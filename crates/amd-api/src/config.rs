use std::collections::HashMap;
use std::env;
use std::fmt;
use std::time::Duration;

use amd_core::util::is_http_url;
use thiserror::Error;

#[derive(Debug, Error)]
pub enum ConfigError {
    #[error("Invalid configuration: {0}")]
    Invalid(String),
}

#[derive(Clone)]
pub struct AppConfig {
    pub bind_addr: String,
    /// Apps Script web app that stores leads and issues partner tokens.
    pub gas_exec_url: Option<String>,
    pub webhook_secret: Option<String>,
    /// Landing path for the redirect exchange.
    pub redirect_base_path: String,
    pub upstream_timeout: Duration,
    pub rate_limit_window: Duration,
    pub lead_rate_limit_per_window: u32,
    pub token_rate_limit_per_window: u32,
}

/// Both halves of the upstream configuration, present together or not at all.
#[derive(Clone, Copy)]
pub struct UpstreamTarget<'a> {
    pub exec_url: &'a str,
    pub secret: &'a str,
}

impl fmt::Debug for AppConfig {
    fn fmt(&self, formatter: &mut fmt::Formatter<'_>) -> fmt::Result {
        formatter
            .debug_struct("AppConfig")
            .field("bind_addr", &self.bind_addr)
            .field("gas_exec_url", &self.gas_exec_url)
            .field(
                "webhook_secret",
                &self.webhook_secret.as_ref().map(|_| "[REDACTED]"),
            )
            .field("redirect_base_path", &self.redirect_base_path)
            .field("upstream_timeout", &self.upstream_timeout)
            .field("rate_limit_window", &self.rate_limit_window)
            .field(
                "lead_rate_limit_per_window",
                &self.lead_rate_limit_per_window,
            )
            .field(
                "token_rate_limit_per_window",
                &self.token_rate_limit_per_window,
            )
            .finish()
    }
}

impl AppConfig {
    pub fn from_env() -> Result<Self, ConfigError> {
        let values: HashMap<String, String> = env::vars().collect();
        Self::from_lookup(|name| values.get(name).cloned())
    }

    pub fn from_lookup(lookup: impl Fn(&str) -> Option<String>) -> Result<Self, ConfigError> {
        let bind_addr = value_or_default(&lookup, "AMD_API_BIND_ADDR", "127.0.0.1:8080");

        let gas_exec_url = optional_trimmed(&lookup, "GAS_EXEC_URL");
        if let Some(url) = gas_exec_url.as_deref() {
            if !is_http_url(url) {
                return Err(ConfigError::Invalid(
                    "GAS_EXEC_URL must start with http:// or https://".to_string(),
                ));
            }
        }
        let webhook_secret = optional_trimmed(&lookup, "WEBHOOK_SECRET");
        if gas_exec_url.is_none() || webhook_secret.is_none() {
            tracing::warn!(
                "GAS_EXEC_URL or WEBHOOK_SECRET is not set; lead and token endpoints will report a configuration error"
            );
        }

        let redirect_base_path = value_or_default(&lookup, "REDIRECT_BASE_PATH", "/en/");
        if !redirect_base_path.starts_with('/') || redirect_base_path.starts_with("//") {
            return Err(ConfigError::Invalid(
                "REDIRECT_BASE_PATH must be a site-relative path such as /en/".to_string(),
            ));
        }

        let upstream_timeout_secs = value_or_default(&lookup, "UPSTREAM_TIMEOUT_SECS", "10")
            .parse::<u64>()
            .map_err(|_| {
                ConfigError::Invalid(
                    "UPSTREAM_TIMEOUT_SECS must be an integer in [1, 60]".to_string(),
                )
            })?;
        if !(1..=60).contains(&upstream_timeout_secs) {
            return Err(ConfigError::Invalid(
                "UPSTREAM_TIMEOUT_SECS must be in [1, 60]".to_string(),
            ));
        }

        let rate_limit_window_secs = value_or_default(&lookup, "RATE_LIMIT_WINDOW_SECS", "60")
            .parse::<u64>()
            .map_err(|_| {
                ConfigError::Invalid(
                    "RATE_LIMIT_WINDOW_SECS must be an integer in [10, 3600]".to_string(),
                )
            })?;
        if !(10..=3_600).contains(&rate_limit_window_secs) {
            return Err(ConfigError::Invalid(
                "RATE_LIMIT_WINDOW_SECS must be in [10, 3600]".to_string(),
            ));
        }

        let lead_rate_limit_per_window =
            value_or_default(&lookup, "LEAD_RATE_LIMIT_PER_WINDOW", "30")
                .parse::<u32>()
                .map_err(|_| {
                    ConfigError::Invalid(
                        "LEAD_RATE_LIMIT_PER_WINDOW must be an integer in [1, 1000]".to_string(),
                    )
                })?;
        if !(1..=1_000).contains(&lead_rate_limit_per_window) {
            return Err(ConfigError::Invalid(
                "LEAD_RATE_LIMIT_PER_WINDOW must be in [1, 1000]".to_string(),
            ));
        }

        let token_rate_limit_per_window =
            value_or_default(&lookup, "TOKEN_RATE_LIMIT_PER_WINDOW", "60")
                .parse::<u32>()
                .map_err(|_| {
                    ConfigError::Invalid(
                        "TOKEN_RATE_LIMIT_PER_WINDOW must be an integer in [1, 5000]".to_string(),
                    )
                })?;
        if !(1..=5_000).contains(&token_rate_limit_per_window) {
            return Err(ConfigError::Invalid(
                "TOKEN_RATE_LIMIT_PER_WINDOW must be in [1, 5000]".to_string(),
            ));
        }

        Ok(Self {
            bind_addr,
            gas_exec_url,
            webhook_secret,
            redirect_base_path,
            upstream_timeout: Duration::from_secs(upstream_timeout_secs),
            rate_limit_window: Duration::from_secs(rate_limit_window_secs),
            lead_rate_limit_per_window,
            token_rate_limit_per_window,
        })
    }

    pub fn upstream(&self) -> Option<UpstreamTarget<'_>> {
        Some(UpstreamTarget {
            exec_url: self.gas_exec_url.as_deref()?,
            secret: self.webhook_secret.as_deref()?,
        })
    }
}

fn value_or_default(lookup: impl Fn(&str) -> Option<String>, name: &str, default: &str) -> String {
    optional_trimmed(lookup, name).unwrap_or_else(|| default.to_string())
}

fn optional_trimmed(lookup: impl Fn(&str) -> Option<String>, name: &str) -> Option<String> {
    lookup(name).and_then(|value| {
        let trimmed = value.trim();
        if trimmed.is_empty() {
            None
        } else {
            Some(trimmed.to_string())
        }
    })
}

#[cfg(test)]
mod tests {
    use std::collections::HashMap;

    use super::*;

    fn config_from(map: &HashMap<&str, &str>) -> Result<AppConfig, ConfigError> {
        AppConfig::from_lookup(|key| map.get(key).map(|value| (*value).to_string()))
    }

    #[test]
    fn empty_environment_uses_defaults() {
        let config = config_from(&HashMap::new()).unwrap();

        assert_eq!(config.bind_addr, "127.0.0.1:8080");
        assert_eq!(config.redirect_base_path, "/en/");
        assert_eq!(config.upstream_timeout, Duration::from_secs(10));
        assert_eq!(config.lead_rate_limit_per_window, 30);
        assert_eq!(config.token_rate_limit_per_window, 60);
        assert!(config.upstream().is_none());
    }

    #[test]
    fn upstream_needs_both_url_and_secret() {
        let mut map = HashMap::new();
        map.insert("GAS_EXEC_URL", "https://script.google.com/macros/s/abc/exec");
        assert!(config_from(&map).unwrap().upstream().is_none());

        map.insert("WEBHOOK_SECRET", "  s3cret ");
        let config = config_from(&map).unwrap();
        let upstream = config.upstream().unwrap();
        assert_eq!(upstream.secret, "s3cret");
    }

    #[test]
    fn config_rejects_out_of_range_values() {
        let mut map = HashMap::new();
        map.insert("UPSTREAM_TIMEOUT_SECS", "0");
        let err = config_from(&map).unwrap_err();
        assert!(err.to_string().contains("UPSTREAM_TIMEOUT_SECS"));

        let mut map = HashMap::new();
        map.insert("REDIRECT_BASE_PATH", "//evil.example.com/");
        assert!(config_from(&map).is_err());

        let mut map = HashMap::new();
        map.insert("GAS_EXEC_URL", "ftp://script.google.com");
        assert!(config_from(&map).is_err());
    }

    #[test]
    fn config_redacts_webhook_secret() {
        let mut map = HashMap::new();
        map.insert("GAS_EXEC_URL", "https://script.google.com/macros/s/abc/exec");
        map.insert("WEBHOOK_SECRET", "sensitive-webhook-secret");

        let config = config_from(&map).unwrap();

        let debug_output = format!("{config:?}");
        assert!(!debug_output.contains("sensitive-webhook-secret"));
        assert!(debug_output.contains("[REDACTED]"));
    }
}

--- What to do ---
Search the listing for the string "integer". Copy each line where it turns up.

--- Solution for this exercise ---
                    "UPSTREAM_TIMEOUT_SECS must be an integer in [1, 60]".to_string(),
                    "RATE_LIMIT_WINDOW_SECS must be an integer in [10, 3600]".to_string(),
                        "LEAD_RATE_LIMIT_PER_WINDOW must be an integer in [1, 1000]".to_string(),
                        "TOKEN_RATE_LIMIT_PER_WINDOW must be an integer in [1, 5000]".to_string(),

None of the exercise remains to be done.